Ребенок выходит из комнаты, поднимается на чердак; он же, зная, что происходит, ждет до тех пор, пока «это» не совершается, причем сердце его «билось сильно»; потом он идет наверх и видит, что ребенок повесился.

Эта картина посещает его вновь и вновь. «Я увидел пред собой (о, не наяву! Если бы, если бы это было настоящее видение! [40]… я увидел Матрешу исходавшую и с лихорадочными глазами, точь-в-точь как тогда, когда она стояла у меня на пороге и, кивая мне головой, подняла на меня свой крошечный кулачок. И никогда ничего не являлось мне столь мучительным! Жалкое отчаяние беспомощного существа с несложившимся рассудком, мне грозившего (чем? что могло оно мне сделать, о Боже!), но обвинявшего конечно одну себя! Никогда еще ничего подобного со мной не было. Я просидел до ночи, не двигаясь и забыв время… Это ли называется угрызением совести или раскаянием? Не знаю и не мог бы сказать до сих пор. Но мне невыносим только один этот образ и именно на пороге, именно в то мгновение, а не раньше и не после, с своим поднятым и грозящим мне маленьким кулачком, один только этот ее тогдашний вид, только одна тогдашняя минута, только это кивание головой… Вот чего именно я не могу с тех пор выносить… с тех пор представляется мне почти каждый день. Не само оно представляется, а я его сам вызываю, но не могу не вызвать, хотя и не могу с ним жить. О, если б я когда-нибудь увидал ее наяву, хотя бы в галлюцинации!

Почему ни одно из воспоминаний моей жизни не возбуждает во мне ничего подобного? А было ведь много воспоминаний, может быть, еще гораздо худших перед судом людей. Одну разве ненависть, да и то вызванную теперешним положением, возбуждают они во мне, а прежде я хладнокровно забывал и отстранял их в массе и был покоен искусственно.

Я скитался после того почти весь этот год и старался заняться. Я знаю, что я бы мог устранить и теперь Матрешу, когда захочу. Я совершенно владею моей волей по-прежнему. Но в том все и дело, что никогда не хотел того сделать, сам не захочу и не буду хотеть. Так и продолжится вплоть до моего сумасшествия».

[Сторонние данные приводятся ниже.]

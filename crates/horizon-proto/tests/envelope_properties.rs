//! Property-based tests for envelope parsing and framing
//!
//! The relay reads envelopes from untrusted peers, so decoding must reject
//! garbage with an error instead of panicking, and opaque chat traffic must
//! pass through without being altered.

use horizon_proto::{
    Envelope, Message, ProtocolError, decode_frame, encode_frame, kind, MAX_FRAME_SIZE,
};
use proptest::prelude::*;
use serde_json::{Value, json};

/// Strategy for `type` strings the relay does not interpret
fn opaque_kind() -> impl Strategy<Value = String> {
    "[a-z_]{1,16}".prop_filter("recognized type", |k| {
        ![
            kind::WELCOME,
            kind::HEARTBEAT,
            kind::KEY_REVOKED,
            kind::PING,
            kind::PONG,
            kind::STATUS,
            kind::ECHO,
            kind::ERROR,
        ]
        .contains(&k.as_str())
    })
}

/// Strategy for small JSON objects with string and integer leaves
fn json_object() -> impl Strategy<Value = Value> {
    prop::collection::btree_map("[a-z]{1,8}", prop_oneof![
        any::<i64>().prop_map(Value::from),
        "[ -~]{0,32}".prop_map(Value::from),
    ], 0..6)
    .prop_map(|map| Value::Object(map.into_iter().collect()))
}

proptest! {
    #[test]
    fn arbitrary_bytes_never_panic(bytes in prop::collection::vec(any::<u8>(), 0..512)) {
        let _ = Envelope::from_json(&bytes);
        let _ = decode_frame(&bytes);
    }

    #[test]
    fn opaque_traffic_passes_through(kind in opaque_kind(), data in json_object(), ts in proptest::option::of("[0-9T:-]{1,25}")) {
        let wire = json!({"type": kind, "data": data, "timestamp": ts}).to_string();
        let env = Envelope::from_json(wire.as_bytes()).unwrap();

        prop_assert_eq!(env.message.clone(), Message::Unknown { kind: kind.clone(), data: data.clone() });
        prop_assert_eq!(env.timestamp.clone(), ts);

        let again = Envelope::from_json(&env.to_json().unwrap()).unwrap();
        prop_assert_eq!(again, env);
    }

    #[test]
    fn frames_split_at_declared_boundaries(payloads in prop::collection::vec(prop::collection::vec(any::<u8>(), 0..256), 1..8)) {
        let mut wire = Vec::new();
        for payload in &payloads {
            wire.extend_from_slice(&encode_frame(payload).unwrap());
        }

        let mut rest = wire.as_slice();
        for payload in &payloads {
            let (got, tail) = decode_frame(rest).unwrap();
            prop_assert_eq!(got, payload.as_slice());
            rest = tail;
        }
        prop_assert!(rest.is_empty());
    }

    #[test]
    fn cut_frames_report_truncation(payload in prop::collection::vec(any::<u8>(), 1..256), cut in 1usize..256) {
        let frame = encode_frame(&payload).unwrap();
        let cut = cut.min(frame.len() - 1);
        let result = decode_frame(&frame[..cut]);
        prop_assert!(matches!(result, Err(ProtocolError::Truncated { .. })), "expected truncation");
    }
}

#[test]
fn oversized_frames_rejected_by_prefix_alone() {
    let declared = u32::try_from(MAX_FRAME_SIZE + 1).unwrap().to_be_bytes();
    assert!(matches!(decode_frame(&declared), Err(ProtocolError::FrameTooLarge { .. })));
}
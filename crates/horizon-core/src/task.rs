//! Supervised background tasks.
//!
//! Every long-running loop (liveness, rotation, revocation sweep) runs as a
//! [`BackgroundTask`]: a join handle plus a `watch` channel carrying the stop
//! request. Stopping signals the loop and awaits it, so the owner knows the
//! loop has exited before tearing down shared state.

use std::future::Future;

use tokio::{sync::watch, task::JoinHandle};
use tracing::{debug, warn};

/// Stop request observed by a running loop.
#[derive(Debug, Clone)]
pub struct ShutdownSignal {
    rx: watch::Receiver<bool>,
}

impl ShutdownSignal {
    /// Resolve once a stop was requested or the owning task handle dropped.
    pub async fn cancelled(&mut self) {
        // wait_for errors only when the sender is gone, which also means stop
        let _ = self.rx.wait_for(|stop| *stop).await;
    }
}

/// A spawned loop that can be asked to stop.
#[derive(Debug)]
pub struct BackgroundTask {
    name: &'static str,
    stop: watch::Sender<bool>,
    handle: JoinHandle<()>,
}

impl BackgroundTask {
    /// Spawn `body` on the current runtime, handing it a [`ShutdownSignal`].
    pub fn spawn<F, Fut>(name: &'static str, body: F) -> Self
    where
        F: FnOnce(ShutdownSignal) -> Fut,
        Fut: Future<Output = ()> + Send + 'static,
    {
        let (stop, rx) = watch::channel(false);
        let handle = tokio::spawn(body(ShutdownSignal { rx }));
        debug!(task = name, "background task started");
        Self { name, stop, handle }
    }

    /// Task name, for logs.
    pub fn name(&self) -> &'static str {
        self.name
    }

    /// True once the loop has exited.
    pub fn is_finished(&self) -> bool {
        self.handle.is_finished()
    }

    /// Signal the loop to stop and wait for it to exit.
    pub async fn stop(self) {
        let _ = self.stop.send(true);
        match self.handle.await {
            Ok(()) => debug!(task = self.name, "background task stopped"),
            Err(e) => warn!(task = self.name, error = %e, "background task ended abnormally"),
        }
    }
}

#[cfg(test)]
mod tests {
    use std::{
        sync::{
            Arc,
            atomic::{AtomicU32, Ordering},
        },
        time::Duration,
    };

    use super::*;

    #[tokio::test(start_paused = true)]
    async fn stop_interrupts_sleeping_loop() {
        let ticks = Arc::new(AtomicU32::new(0));
        let counter = Arc::clone(&ticks);

        let task = BackgroundTask::spawn("ticker", move |mut shutdown| async move {
            loop {
                tokio::select! {
                    () = shutdown.cancelled() => break,
                    () = tokio::time::sleep(Duration::from_secs(10)) => {
                        counter.fetch_add(1, Ordering::SeqCst);
                    }
                }
            }
        });

        tokio::time::sleep(Duration::from_secs(35)).await;
        assert!(!task.is_finished());
        task.stop().await;

        assert_eq!(ticks.load(Ordering::SeqCst), 3);
    }

    #[tokio::test]
    async fn signal_resolves_on_stop_request() {
        let (tx, rx) = watch::channel(false);
        let mut signal = ShutdownSignal { rx };

        tx.send(true).unwrap();
        signal.cancelled().await;
    }

    #[tokio::test]
    async fn dropped_sender_counts_as_cancelled() {
        let (tx, rx) = watch::channel(false);
        let mut signal = ShutdownSignal { rx };
        drop(tx);
        signal.cancelled().await;
    }
}
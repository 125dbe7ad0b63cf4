//! Horizon relay server binary.
//!
//! # Usage
//!
//! ```bash
//! # Start with self-signed certificate (development)
//! horizon-server --bind 0.0.0.0:4433
//!
//! # Start with TLS certificate (production)
//! horizon-server --bind 0.0.0.0:4433 --cert cert.pem --key key.pem
//! ```
//!
//! Every flag can also be set through its `HORIZON_*` environment variable.

use std::time::Duration;

use clap::Parser;
use horizon_core::{CredentialConfig, RegistryConfig, RelayConfig};
use horizon_server::{Server, ServerRuntimeConfig};
use tracing_subscriber::{EnvFilter, fmt, layer::SubscriberExt, util::SubscriberInitExt};

/// Horizon relay server
#[derive(Parser, Debug)]
#[command(name = "horizon-server")]
#[command(about = "End-to-end encrypted messenger relay")]
#[command(version)]
struct Args {
    /// Address to bind to
    #[arg(short, long, env = "HORIZON_BIND", default_value = "0.0.0.0:4433")]
    bind: String,

    /// Path to TLS certificate (PEM format)
    #[arg(short, long, env = "HORIZON_CERT")]
    cert: Option<String>,

    /// Path to TLS private key (PEM format)
    #[arg(short, long, env = "HORIZON_KEY")]
    key: Option<String>,

    /// Maximum concurrent connections
    #[arg(long, env = "HORIZON_MAX_CONNECTIONS", default_value = "10000")]
    max_connections: usize,

    /// Seconds a client has to send its connect request
    #[arg(long, env = "HORIZON_HANDSHAKE_TIMEOUT_SECS", default_value = "10")]
    handshake_timeout_secs: u64,

    /// Seconds between heartbeat broadcasts
    #[arg(long, env = "HORIZON_HEARTBEAT_INTERVAL_SECS", default_value = "30")]
    heartbeat_interval_secs: u64,

    /// Seconds without a client heartbeat before eviction
    #[arg(long, env = "HORIZON_LIVENESS_TIMEOUT_SECS", default_value = "90")]
    liveness_timeout_secs: u64,

    /// Access token lifetime in minutes
    #[arg(long, env = "HORIZON_TOKEN_TTL_MINUTES", default_value = "30")]
    token_ttl_minutes: u64,

    /// Hours between signing key rotations
    #[arg(long, env = "HORIZON_KEY_ROTATION_HOURS", default_value = "24")]
    key_rotation_hours: u64,

    /// Retired signing keys kept for verification
    #[arg(long, env = "HORIZON_MAX_PREVIOUS_KEYS", default_value = "3")]
    max_previous_keys: usize,

    /// Admit connections without credentials (development only)
    #[arg(long, env = "HORIZON_ALLOW_UNAUTHENTICATED")]
    allow_unauthenticated: bool,

    /// Log level (trace, debug, info, warn, error)
    #[arg(long, env = "HORIZON_LOG_LEVEL", default_value = "info")]
    log_level: String,
}

impl Args {
    fn into_config(self) -> ServerRuntimeConfig {
        ServerRuntimeConfig {
            bind_address: self.bind,
            cert_path: self.cert,
            key_path: self.key,
            max_connections: self.max_connections,
            handshake_timeout: Duration::from_secs(self.handshake_timeout_secs),
            relay: RelayConfig {
                registry: RegistryConfig {
                    heartbeat_interval: Duration::from_secs(self.heartbeat_interval_secs),
                    liveness_timeout: Duration::from_secs(self.liveness_timeout_secs),
                    ..RegistryConfig::default()
                },
                credentials: CredentialConfig {
                    token_ttl: Duration::from_secs(self.token_ttl_minutes * 60),
                    rotation_interval: Duration::from_secs(self.key_rotation_hours * 60 * 60),
                    max_previous_keys: self.max_previous_keys,
                    allow_unauthenticated: self.allow_unauthenticated,
                    ..CredentialConfig::default()
                },
            },
            ..ServerRuntimeConfig::default()
        }
    }
}

#[tokio::main]
async fn main() -> Result<(), Box<dyn std::error::Error>> {
    let args = Args::parse();
    let filter =
        EnvFilter::try_from_default_env().unwrap_or_else(|_| EnvFilter::new(&args.log_level));

    tracing_subscriber::registry().with(fmt::layer()).with(filter).init();

    tracing::info!(bind = %args.bind, "Horizon server starting");

    if args.cert.is_none() || args.key.is_none() {
        tracing::warn!("No TLS certificate provided - using self-signed certificate");
        tracing::warn!("This is NOT suitable for production use!");
    }
    if args.allow_unauthenticated {
        tracing::warn!("Unauthenticated connections are allowed - development only!");
    }

    let server = Server::bind(args.into_config())?;

    tracing::info!(addr = %server.local_addr()?, "server listening");

    server
        .run_until(async {
            if let Err(e) = tokio::signal::ctrl_c().await {
                tracing::error!(error = %e, "failed to listen for Ctrl-C");
                std::future::pending::<()>().await;
            }
        })
        .await?;

    Ok(())
}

Что это — раскаяние или саморазрушение? Или, быть может, стремление поддержать в себе будоражащий стыд?

Он приходит к Тихону, чтобы рассказать о покаянии, которое он намерен на себя возложить широкой публикацией «Исповеди». Но Тихон не верит ему:

«— Мысль ваша — высокая мысль, и полнее не может выразиться христианская мысль. Дальше подобного удивительного подвига, казни над самим собой, который вы замыслили, идти покаяние не может, если бы только…

Если?

Если б это действительно было покаяние и действительно христианская мысль.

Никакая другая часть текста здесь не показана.